This paper provides a concise economic profile of Italy in the early 2000s, covering key indicators such as GDP and GDP per capita, income distribution measured by the Gini Coefficient and Lorenz Curve, the adoption of the Euro, government spending and revenue, public debt levels, and balance of payments. Drawing on data from the Economist Intelligence Unit, the CIA World Factbook, and the European Foundation for the Improvement of Living and Working Conditions, the paper situates Italy as the third-largest economy in the Euro-11, while highlighting persistent regional disparities between the industrialized north and the underdeveloped south.

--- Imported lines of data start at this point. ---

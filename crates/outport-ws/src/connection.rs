//! WebSocket connection abstraction.
//!
//! [`Connection`] is the capability the sender and receiver work against.
//! [`WsConnection`] implements it for both sides of the link:
//! [`WsConnection::dial`] for connections this process initiates and
//! [`WsConnection::accepted`] for sockets upgraded by the server.

use std::pin::Pin;
use std::sync::Arc;

use async_trait::async_trait;
use axum::extract::ws::{Message as AxumMessage, WebSocket};
use bytes::Bytes;
use futures::{Sink, SinkExt, Stream, StreamExt, future};
use parking_lot::RwLock;
use tokio::sync::Mutex;
use tokio_tungstenite::tungstenite::Message as TungsteniteMessage;
use tokio_util::sync::CancellationToken;
use tracing::{debug, instrument};
use uuid::Uuid;

use crate::errors::ConnectionError;

/// HTTP path of the upgrade endpoint.
pub const WS_ROUTE: &str = "/outport";

/// One transport link.
#[async_trait]
pub trait Connection: Send + Sync {
    /// Stable id, unique per instance.
    fn id(&self) -> &str;

    /// Whether the link is currently usable.
    fn is_open(&self) -> bool;

    /// Dial `address`.
    async fn open(&self, address: &str) -> Result<(), ConnectionError>;

    /// Next data message.
    async fn read(&self) -> Result<Vec<u8>, ConnectionError>;

    /// Send one binary message.
    async fn write(&self, data: &[u8]) -> Result<(), ConnectionError>;

    /// Close handshake and release the socket.
    async fn close(&self) -> Result<(), ConnectionError>;
}

/// Generate a fresh connection id.
pub fn new_connection_id() -> String {
    format!("conn_{}", Uuid::now_v7())
}

/// Build the URL dialed for `address`.
///
/// Bare `host:port` addresses get the `ws://` scheme and [`WS_ROUTE`].
pub fn endpoint_url(address: &str) -> String {
    if address.starts_with("ws://") || address.starts_with("wss://") {
        address.to_string()
    } else {
        format!("ws://{address}{WS_ROUTE}")
    }
}

enum Inbound {
    Data(Vec<u8>),
    Control,
    Close,
}

enum Outbound {
    Data(Vec<u8>),
    Close,
}

type InboundStream = Pin<Box<dyn Stream<Item = Result<Inbound, ConnectionError>> + Send>>;
type OutboundSink = Pin<Box<dyn Sink<Outbound, Error = ConnectionError> + Send>>;

/// Split halves of one open socket.
struct Link {
    reader: Mutex<InboundStream>,
    writer: Mutex<OutboundSink>,
    /// Cancelled on local close to release pending reads.
    shutdown: CancellationToken,
}

impl Link {
    fn new(reader: InboundStream, writer: OutboundSink) -> Arc<Self> {
        Arc::new(Self {
            reader: Mutex::new(reader),
            writer: Mutex::new(writer),
            shutdown: CancellationToken::new(),
        })
    }

    fn from_tungstenite<S>(ws: S) -> Arc<Self>
    where
        S: Stream<Item = Result<TungsteniteMessage, tokio_tungstenite::tungstenite::Error>>
            + Sink<TungsteniteMessage, Error = tokio_tungstenite::tungstenite::Error>
            + Send
            + 'static,
    {
        let (sink, stream) = ws.split();
        let reader = stream.map(|res| {
            res.map_err(ConnectionError::from).map(|msg| match msg {
                TungsteniteMessage::Binary(b) => Inbound::Data(b.to_vec()),
                TungsteniteMessage::Text(t) => Inbound::Data(t.as_str().as_bytes().to_vec()),
                TungsteniteMessage::Close(_) => Inbound::Close,
                TungsteniteMessage::Ping(_)
                | TungsteniteMessage::Pong(_)
                | TungsteniteMessage::Frame(_) => Inbound::Control,
            })
        });
        let writer = sink.with(|out: Outbound| {
            future::ready(Ok::<_, ConnectionError>(match out {
                Outbound::Data(data) => TungsteniteMessage::Binary(Bytes::from(data)),
                Outbound::Close => TungsteniteMessage::Close(None),
            }))
        });
        Self::new(Box::pin(reader), Box::pin(writer))
    }

    fn from_axum(socket: WebSocket) -> Arc<Self> {
        let (sink, stream) = socket.split();
        let reader = stream.map(|res| {
            res.map_err(ConnectionError::from).map(|msg| match msg {
                AxumMessage::Binary(b) => Inbound::Data(b.to_vec()),
                AxumMessage::Text(t) => Inbound::Data(t.as_str().as_bytes().to_vec()),
                AxumMessage::Close(_) => Inbound::Close,
                AxumMessage::Ping(_) | AxumMessage::Pong(_) => Inbound::Control,
            })
        });
        let writer = sink.with(|out: Outbound| {
            future::ready(Ok::<_, ConnectionError>(match out {
                Outbound::Data(data) => AxumMessage::Binary(Bytes::from(data)),
                Outbound::Close => AxumMessage::Close(None),
            }))
        });
        Self::new(Box::pin(reader), Box::pin(writer))
    }
}

/// WebSocket-backed [`Connection`].
pub struct WsConnection {
    id: String,
    dialable: bool,
    link: RwLock<Option<Arc<Link>>>,
}

impl WsConnection {
    /// Unopened client-side connection; call [`Connection::open`] to dial.
    pub fn dial() -> Self {
        Self {
            id: new_connection_id(),
            dialable: true,
            link: RwLock::new(None),
        }
    }

    /// Wrap a socket accepted by the server under a fresh id.
    pub fn accepted(socket: WebSocket) -> Self {
        Self::accepted_with_id(new_connection_id(), socket)
    }

    /// Wrap a socket accepted by the server under `id`.
    pub fn accepted_with_id(id: String, socket: WebSocket) -> Self {
        Self {
            id,
            dialable: false,
            link: RwLock::new(Some(Link::from_axum(socket))),
        }
    }

    fn current(&self) -> Result<Arc<Link>, ConnectionError> {
        self.link.read().clone().ok_or(ConnectionError::NotOpen)
    }

    /// Drop `link` if it is still the active one.
    fn detach(&self, link: &Arc<Link>) {
        let mut slot = self.link.write();
        if slot.as_ref().is_some_and(|l| Arc::ptr_eq(l, link)) {
            *slot = None;
        }
        link.shutdown.cancel();
    }
}

impl std::fmt::Debug for WsConnection {
    fn fmt(&self, f: &mut std::fmt::Formatter<'_>) -> std::fmt::Result {
        f.debug_struct("WsConnection")
            .field("id", &self.id)
            .field("open", &self.is_open())
            .finish_non_exhaustive()
    }
}

#[async_trait]
impl Connection for WsConnection {
    fn id(&self) -> &str {
        &self.id
    }

    fn is_open(&self) -> bool {
        self.link.read().is_some()
    }

    #[instrument(skip(self), fields(conn_id = %self.id))]
    async fn open(&self, address: &str) -> Result<(), ConnectionError> {
        if self.is_open() {
            return Err(ConnectionError::AlreadyOpen);
        }
        if !self.dialable {
            return Err(ConnectionError::CannotRedial);
        }

        let url = endpoint_url(address);
        let (ws, _response) = tokio_tungstenite::connect_async(url.as_str())
            .await
            .map_err(|e| ConnectionError::Dial {
                address: url.clone(),
                source: Box::new(e),
            })?;

        let mut slot = self.link.write();
        if slot.is_some() {
            // Lost a race with a concurrent open; the fresh socket is dropped.
            return Err(ConnectionError::AlreadyOpen);
        }
        *slot = Some(Link::from_tungstenite(ws));
        debug!(url, "connection opened");
        Ok(())
    }

    async fn read(&self) -> Result<Vec<u8>, ConnectionError> {
        let link = self.current()?;
        let mut reader = tokio::select! {
            guard = link.reader.lock() => guard,
            () = link.shutdown.cancelled() => return Err(ConnectionError::NotOpen),
        };

        loop {
            let next = tokio::select! {
                next = reader.next() => next,
                () = link.shutdown.cancelled() => return Err(ConnectionError::NotOpen),
            };
            match next {
                Some(Ok(Inbound::Data(bytes))) => return Ok(bytes),
                Some(Ok(Inbound::Control)) => {}
                Some(Ok(Inbound::Close)) | None => {
                    debug!(conn_id = %self.id, "peer closed connection");
                    self.detach(&link);
                    return Err(ConnectionError::ClosedByPeer);
                }
                Some(Err(e)) => {
                    if e.is_closed() {
                        self.detach(&link);
                    }
                    return Err(e);
                }
            }
        }
    }

    async fn write(&self, data: &[u8]) -> Result<(), ConnectionError> {
        let link = self.current()?;
        let mut writer = link.writer.lock().await;
        if link.shutdown.is_cancelled() {
            return Err(ConnectionError::NotOpen);
        }
        match writer.send(Outbound::Data(data.to_vec())).await {
            Ok(()) => Ok(()),
            Err(e) => {
                if e.is_closed() {
                    drop(writer);
                    self.detach(&link);
                }
                Err(e)
            }
        }
    }

    #[instrument(skip(self), fields(conn_id = %self.id))]
    async fn close(&self) -> Result<(), ConnectionError> {
        let link = self.link.write().take().ok_or(ConnectionError::NotOpen)?;
        link.shutdown.cancel();

        let mut writer = link.writer.lock().await;
        let sent = writer.send(Outbound::Close).await;
        let _ = writer.close().await;
        debug!("connection closed");

        match sent {
            Ok(()) => Ok(()),
            // Peer already went away; the link is closed either way
            Err(e) if e.is_closed() => Ok(()),
            Err(e) => Err(e),
        }
    }
}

Italy enjoys one of the largest economies in the Euro-11, ranking third behind France and Germany. Italy was unified in 1861 following nearly 1,400 years of domination by city-states, foreign powers, and the Papal See. During these years, distinct cultures developed in the north and south, leading to great economic disparities. The north, with its Venetian, Milanese, and Florentine heritages, developed a strong industrial economy. By comparison, the south, formerly dominated by Naples and the Kingdom of the Two Sicilies, remains largely rural and underdeveloped.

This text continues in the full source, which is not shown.